Então, é preciso que não se deixe o Presidente fazer – estou falando de 100 dias para cá. Derrotamos a CPMF, o Presidente decretou aumento de impostos em janeiro, disse que não ia fazer mas fez, a arrecadação subiu, diz para os concursados do Brasil que a responsabilidade de não fazer concurso e nem chamar os concursados é da oposição. Lorota, lorota para não dizer mentira. Os concursados podem ser chamados porque a arrecadação está sobrando, o dinheiro sobrou.Basta ler os jornais sobre o excesso de arrecadação já em janeiro e da previsão de uma arrecadação maior ainda em fevereiro e em março.
Então, tudo isso, Senador Mão Santa, tem que ser feito, como V. Exª por dever de justiça tem feito aqui, mas tem feito sozinho. Tem feito é sem dentro de uma orientação. Tem feito sem dentro de uma organização, daqueles que relutam, não é?, e querem enfrentar essa situação que está se criando no País.
Eu não tenho posição de liderança dentro dessa Casa, pertenço a um Partido dissidente, mas não vou ficar calado. Vou me inscrever agora em todos os horários que dispuser e que tiver ao meu alcance para denunciar. Pouco importa para mim se ele já desmoralizou o Judiciário, não liga para o TCU, se ele quer investir contra o Senado, se ele não leva em conta a imprensa, se ele cria uma tevê pública através de medida provisória, não me importa. Nós vamos para o enfrentamento para depois não estar aqui choramingando pelos cantos ou dentro de casa dando satisfações aos familiares e aos eleitores de que ele devia ter feito isso e não fez.
O Presidente da República tem uma formação autoritária, altamente autoritária, tem extravasado essa sua formação autoritária e o Senado não tem por que calar nem tem por que colocar o rabo entre as pernas. Tem que levantar a cabeça, gritar, protestar, pouco importa de que isso vá, o eco disso seja pequeno. É pequeno nesse momento, mas depois cresce.Eu me lembro, eu era Deputado Estadual no Recife, só tive um mandato de Deputado Estadual, e uma vez vi uma pesquisa com Garrastazu Médice, o pior dos Generais, o mais contundente dos Generais, com 84% de avaliação política no meu Estado. Deu no que deu, uma figura repudiada, que hoje... vivia até pouco tempo dentro de um apartamento e de lá saiu para a sua... para o seu túmulo.

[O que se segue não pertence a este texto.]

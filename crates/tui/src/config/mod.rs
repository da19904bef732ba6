use clap::Parser;
use engine::Currency;
use serde::Deserialize;

use crate::error::Result;

const DEFAULT_CONFIG_PATH: &str = "config/tui.toml";

#[derive(Debug, Clone, Deserialize)]
#[serde(default)]
pub struct AppConfig {
    pub base_url: String,
    pub username: String,
    pub currency: String,
    pub log_level: String,
    pub log_file: String,
}

impl Default for AppConfig {
    fn default() -> Self {
        Self {
            base_url: "http://localhost:8080".to_string(),
            username: String::new(),
            currency: "USD".to_string(),
            log_level: "info".to_string(),
            log_file: "expense_tui.log".to_string(),
        }
    }
}

impl AppConfig {
    /// Display currency; unknown codes are a startup error.
    pub fn currency(&self) -> Result<Currency> {
        Ok(Currency::try_from(self.currency.as_str())?)
    }
}

#[derive(Debug, Parser)]
#[command(name = "expense_tui", disable_version_flag = true)]
struct Args {
    /// Optional config file path (TOML).
    #[arg(long)]
    config: Option<String>,
    /// Override base URL of the REST API (e.g. http://localhost:8080).
    #[arg(long)]
    base_url: Option<String>,
    /// Prefill the login username (password is never read from CLI).
    #[arg(long)]
    username: Option<String>,
    /// Display currency code (USD, EUR).
    #[arg(long)]
    currency: Option<String>,
    /// Log level for the log file (error, warn, info, debug, trace).
    #[arg(long)]
    log_level: Option<String>,
    /// Log file path.
    #[arg(long)]
    log_file: Option<String>,
}

pub fn load() -> Result<AppConfig> {
    resolve(Args::parse())
}

fn resolve(args: Args) -> Result<AppConfig> {
    let config_path = args.config.as_deref().unwrap_or(DEFAULT_CONFIG_PATH);
    let mut builder = config::Config::builder();
    builder = builder.add_source(config::File::with_name(config_path).required(false));
    builder = builder.add_source(config::Environment::with_prefix("EXPENSE_TUI"));
    let mut settings: AppConfig = builder.build()?.try_deserialize()?;

    if let Some(base_url) = args.base_url {
        settings.base_url = base_url;
    }
    if let Some(username) = args.username {
        settings.username = username;
    }
    if let Some(currency) = args.currency {
        settings.currency = currency;
    }
    if let Some(log_level) = args.log_level {
        settings.log_level = log_level;
    }
    if let Some(log_file) = args.log_file {
        settings.log_file = log_file;
    }

    Ok(settings)
}
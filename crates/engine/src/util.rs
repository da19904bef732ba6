//! Internal helpers for input validation and conversion.
//!
//! These utilities are **not** part of the public API. They centralize the
//! parsing rules so criteria and drafts reject bad input the same way.

use chrono::NaiveDate;

use crate::{EngineError, Money, ResultEngine};

/// Date format accepted from form inputs.
pub(crate) const INPUT_DATE_FORMAT: &str = "%Y-%m-%d";

/// Returns the trimmed input, or `None` if it is blank.
pub(crate) fn non_blank(value: &str) -> Option<&str> {
    let trimmed = value.trim();
    (!trimmed.is_empty()).then_some(trimmed)
}

/// Parse a `YYYY-MM-DD` form input and return a labeled error on failure.
pub(crate) fn parse_input_date(value: &str, label: &str) -> ResultEngine<NaiveDate> {
    NaiveDate::parse_from_str(value.trim(), INPUT_DATE_FORMAT)
        .map_err(|_| EngineError::InvalidDate(format!("{label}: expected YYYY-MM-DD, got '{value}'")))
}

/// Parse a decimal form input and return a labeled error on failure.
pub(crate) fn parse_input_amount(value: &str, label: &str) -> ResultEngine<Money> {
    value.parse::<Money>().map_err(|err| match err {
        EngineError::InvalidAmount(reason) => EngineError::InvalidAmount(format!("{label}: {reason}")),
        other => other,
    })
}
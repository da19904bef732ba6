//! Client-side core of the expense tracker.
//!
//! The crate turns a snapshot of expense or budget records fetched from the
//! API into what the views display:
//!
//! - [`filter`] narrows a snapshot with [`FilterCriteria`] built from the
//!   filter form;
//! - [`aggregate`] groups records into [`Bucket`]s by category or by day
//!   for the charts;
//! - [`ExpenseDraft`] and [`BudgetDraft`] validate form input before it is
//!   submitted.
//!
//! Every function is pure: it reads its arguments and returns a freshly
//! allocated result, so it can be called again on every input change.
//! Amounts are fixed-point [`Money`] values.

pub use aggregate::{Bucket, DATE_KEY_FORMAT, GroupBy, UNDEFINED_KEY, aggregate, share, total};
pub use criteria::{FilterCriteria, FilterInput};
pub use currency::Currency;
pub use error::EngineError;
pub use filter::{distinct_categories, filter};
pub use money::Money;
pub use record::{Budget, BudgetCategory, Expense, FinancialRecord, parse_calendar_date};
pub use validation::{BudgetDraft, ExpenseDraft, ValidBudget, ValidExpense};

mod aggregate;
mod criteria;
mod currency;
mod error;
mod filter;
mod money;
mod record;
mod util;
mod validation;

pub type ResultEngine<T> = Result<T, EngineError>;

De forma, Sr. Presidente, que a gente tem que enfrentar essas coisas porque não é possível que CPMF, ataque ao Poder Judiciário, posição dúbia com relação ao episódio de condenação da Colômbia. Recebe, aqui, um falastrão - o Presidente do Equador – que chama de canalha o Presidente de um Estado e não recebe, aqui, nenhuma repreensão do Itamarati. Vai dizer isto para o seu povo lá no Equador mas não no Brasil, um País que tem a tradição que o Brasil. Por que ele se sentiu à vontade para dizer isto aqui? Porque deu uma declaração pela metade: o apoiou, condenou a Colômbia e exigiu nova desculpa da Colômbia nas não enfrentou os seqüestradores, os bandidos, militantes e freqüentadores da Farc. Por isto é preciso que se diga sempre isto, mesmo que não ecoe de forma maior ou num volume maior como quisermos mas tem que ser enfrentado.
Por isto, Sr. Presidente, agradeço a tolerância de V. Exª e quero, apenas para ajudar o corpo taquigráfico, pedir que faça parte do meu pronunciamento – foi um pronunciamento de improviso – as coisas que aqui me referi.Deixo aqui os documentos. Se a Taquigrafia tiver alguma dúvida, poderá me procurar depois. Eu deixo esses documentos aqui e peço a transcrição desses editoriais, tanto da Folha de S. Paulo como a Coluna de Merval Pereira do O Globo e, também, o Editorial do Estadão.